*INSTRUCTIONS FOR THE TASK:*
Only lines holding "Uuid" are wanted; copy each of them from the records below.

*Records from a data source:*
========================
//! HTTP control surface of the workflow engine
//!
//! Mounted next to the history routes when the server has an engine:
//!
//! - `GET|PUT /v1/workflow/instances`, `GET|DELETE /v1/workflow/instances/{id}`
//! - `GET|PUT /v1/workflow/templates`, `GET|DELETE /v1/workflow/templates/{id}`
//! - `GET|PUT /v1/workflow/regexes`, `GET|DELETE /v1/workflow/regexes/{id}`
//! - `GET|PUT /v1/workflow/lookups`, `GET|DELETE /v1/workflow/lookups/{id}`

use super::{EngineError, WorkflowEngine, WorkflowTemplate};
use crate::history::api::error_reply;
use crate::protocol::Payload;
use crate::rules::{LookupEntry, RegexEntry};
use serde::{Deserialize, Serialize};
use std::convert::Infallible;
use uuid::Uuid;
use warp::filters::BoxedFilter;
use warp::http::StatusCode;
use warp::reply::{Reply, Response};
use warp::Filter;

/// Body of `PUT /v1/workflow/instances`
#[derive(Debug, Clone, Serialize, Deserialize)]
pub struct StartInstance {
    /// Template id
    pub id: String,
    #[serde(default)]
    pub inputs: Payload,
}

fn engine_error_reply(e: EngineError) -> Response {
    let status = match &e {
        EngineError::UnknownTemplate(_) | EngineError::UnknownInstance(_) => StatusCode::NOT_FOUND,
        EngineError::Validation(_) | EngineError::Registry(_) => StatusCode::BAD_REQUEST,
        EngineError::AlreadyTerminal(_) => StatusCode::CONFLICT,
        EngineError::History(_) | EngineError::Stopped => {
            tracing::error!(error = %e, "Workflow request failed");
            StatusCode::INTERNAL_SERVER_ERROR
        }
    };
    error_reply(status, e)
}

fn json_or_404<T: Serialize>(found: Result<Option<T>, EngineError>, what: &str) -> Response {
    match found {
        Ok(Some(value)) => warp::reply::json(&value).into_response(),
        Ok(None) => error_reply(StatusCode::NOT_FOUND, format!("{what} not found")),
        Err(e) => engine_error_reply(e),
    }
}

fn json_or_error<T: Serialize>(result: Result<T, EngineError>) -> Response {
    match result {
        Ok(value) => warp::reply::json(&value).into_response(),
        Err(e) => engine_error_reply(e),
    }
}

fn parse_instance_id(id: &str) -> Result<Uuid, Response> {
    Uuid::parse_str(id).map_err(|_| {
        error_reply(
            StatusCode::BAD_REQUEST,
            format!("'{id}' is not a valid instance id"),
        )
    })
}

async fn start_instance(engine: WorkflowEngine, body: StartInstance) -> Result<Response, Infallible> {
    Ok(match engine.instantiate(&body.id, body.inputs).await {
        Ok(instance) => {
            warp::reply::with_status(warp::reply::json(&instance), StatusCode::CREATED).into_response()
        }
        Err(e) => engine_error_reply(e),
    })
}

async fn get_instance(engine: WorkflowEngine, id: String) -> Result<Response, Infallible> {
    let id = match parse_instance_id(&id) {
        Ok(id) => id,
        Err(response) => return Ok(response),
    };
    Ok(json_or_404(engine.get(id).await, &format!("Instance {id}")))
}

async fn cancel_instance(engine: WorkflowEngine, id: String) -> Result<Response, Infallible> {
    let id = match parse_instance_id(&id) {
        Ok(id) => id,
        Err(response) => return Ok(response),
    };
    Ok(json_or_error(engine.cancel(id).await))
}

async fn put_template(engine: WorkflowEngine, template: WorkflowTemplate) -> Result<Response, Infallible> {
    Ok(json_or_error(engine.put_template(template).await))
}

async fn put_regex(engine: WorkflowEngine, entry: RegexEntry) -> Result<Response, Infallible> {
    Ok(json_or_error(engine.put_regex(entry.clone()).await.map(|()| entry)))
}

async fn put_lookup(engine: WorkflowEngine, entry: LookupEntry) -> Result<Response, Infallible> {
    Ok(json_or_error(engine.put_lookup(entry.clone()).await.map(|()| entry)))
}

/// Workflow control routes; without an engine every request falls through
pub fn routes(engine: Option<WorkflowEngine>) -> BoxedFilter<(Response,)> {
    let Some(engine) = engine else {
        return warp::any()
            .and_then(|| async { Err::<Response, _>(warp::reject::not_found()) })
            .boxed();
    };
    let with_engine = warp::any().map(move || engine.clone());

    let list_instances = warp::path!("v1" / "workflow" / "instances")
        .and(warp::get())
        .and(with_engine.clone())
        .and_then(|engine: WorkflowEngine| async move {
            Ok::<_, Infallible>(json_or_error(engine.active().await))
        });
    let start = warp::path!("v1" / "workflow" / "instances")
        .and(warp::put())
        .and(with_engine.clone())
        .and(warp::body::json())
        .and_then(start_instance);
    let get_one = warp::path!("v1" / "workflow" / "instances" / String)
        .and(warp::get())
        .and(with_engine.clone())
        .and_then(|id, engine| get_instance(engine, id));
    let cancel = warp::path!("v1" / "workflow" / "instances" / String)
        .and(warp::delete())
        .and(with_engine.clone())
        .and_then(|id, engine| cancel_instance(engine, id));

    let list_templates = warp::path!("v1" / "workflow" / "templates")
        .and(warp::get())
        .and(with_engine.clone())
        .and_then(|engine: WorkflowEngine| async move {
            Ok::<_, Infallible>(json_or_error(engine.templates().await))
        });
    let upsert_template = warp::path!("v1" / "workflow" / "templates")
        .and(warp::put())
        .and(with_engine.clone())
        .and(warp::body::json())
        .and_then(put_template);
    let get_template = warp::path!("v1" / "workflow" / "templates" / String)
        .and(warp::get())
        .and(with_engine.clone())
        .and_then(|id: String, engine: WorkflowEngine| async move {
            Ok::<_, Infallible>(json_or_404(engine.template(&id).await, &format!("Template '{id}'")))
        });
    let delete_template = warp::path!("v1" / "workflow" / "templates" / String)
        .and(warp::delete())
        .and(with_engine.clone())
        .and_then(|id: String, engine: WorkflowEngine| async move {
            Ok::<_, Infallible>(json_or_404(engine.remove_template(&id).await, &format!("Template '{id}'")))
        });

    let list_regexes = warp::path!("v1" / "workflow" / "regexes")
        .and(warp::get())
        .and(with_engine.clone())
        .and_then(|engine: WorkflowEngine| async move {
            Ok::<_, Infallible>(json_or_error(engine.registry().await.map(|registry| registry.regexes())))
        });
    let upsert_regex = warp::path!("v1" / "workflow" / "regexes")
        .and(warp::put())
        .and(with_engine.clone())
        .and(warp::body::json())
        .and_then(put_regex);
    let get_regex = warp::path!("v1" / "workflow" / "regexes" / String)
        .and(warp::get())
        .and(with_engine.clone())
        .and_then(|id: String, engine: WorkflowEngine| async move {
            let found = engine
                .registry()
                .await
                .map(|registry| registry.regex(&id).cloned());
            Ok::<_, Infallible>(json_or_404(found, &format!("Regex '{id}'")))
        });
    let delete_regex = warp::path!("v1" / "workflow" / "regexes" / String)
        .and(warp::delete())
        .and(with_engine.clone())
        .and_then(|id: String, engine: WorkflowEngine| async move {
            Ok::<_, Infallible>(json_or_404(engine.remove_regex(&id).await, &format!("Regex '{id}'")))
        });

    let list_lookups = warp::path!("v1" / "workflow" / "lookups")
        .and(warp::get())
        .and(with_engine.clone())
        .and_then(|engine: WorkflowEngine| async move {
            Ok::<_, Infallible>(json_or_error(engine.registry().await.map(|registry| registry.lookups())))
        });
    let upsert_lookup = warp::path!("v1" / "workflow" / "lookups")
        .and(warp::put())
        .and(with_engine.clone())
        .and(warp::body::json())
        .and_then(put_lookup);
    let get_lookup = warp::path!("v1" / "workflow" / "lookups" / String)
        .and(warp::get())
        .and(with_engine.clone())
        .and_then(|id: String, engine: WorkflowEngine| async move {
            let found = engine
                .registry()
                .await
                .map(|registry| registry.lookup(&id).cloned());
            Ok::<_, Infallible>(json_or_404(found, &format!("Lookup '{id}'")))
        });
    let delete_lookup = warp::path!("v1" / "workflow" / "lookups" / String)
        .and(warp::delete())
        .and(with_engine)
        .and_then(|id: String, engine: WorkflowEngine| async move {
            Ok::<_, Infallible>(json_or_404(engine.remove_lookup(&id).await, &format!("Lookup '{id}'")))
        });

    let instances = list_instances
        .or(start)
        .unify()
        .or(get_one)
        .unify()
        .or(cancel)
        .unify();
    let templates = list_templates
        .or(upsert_template)
        .unify()
        .or(get_template)
        .unify()
        .or(delete_template)
        .unify();
    let regexes = list_regexes
        .or(upsert_regex)
        .unify()
        .or(get_regex)
        .unify()
        .or(delete_regex)
        .unify();
    let lookups = list_lookups
        .or(upsert_lookup)
        .unify()
        .or(get_lookup)
        .unify()
        .or(delete_lookup)
        .unify();

    instances
        .or(templates)
        .unify()
        .or(regexes)
        .unify()
        .or(lookups)
        .unify()
        .boxed()
}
========================
*OUTPUT FOR THIS EXERCISE:*
use uuid::Uuid;
fn parse_instance_id(id: &str) -> Result<Uuid, Response> {
    Uuid::parse_str(id).map_err(|_| {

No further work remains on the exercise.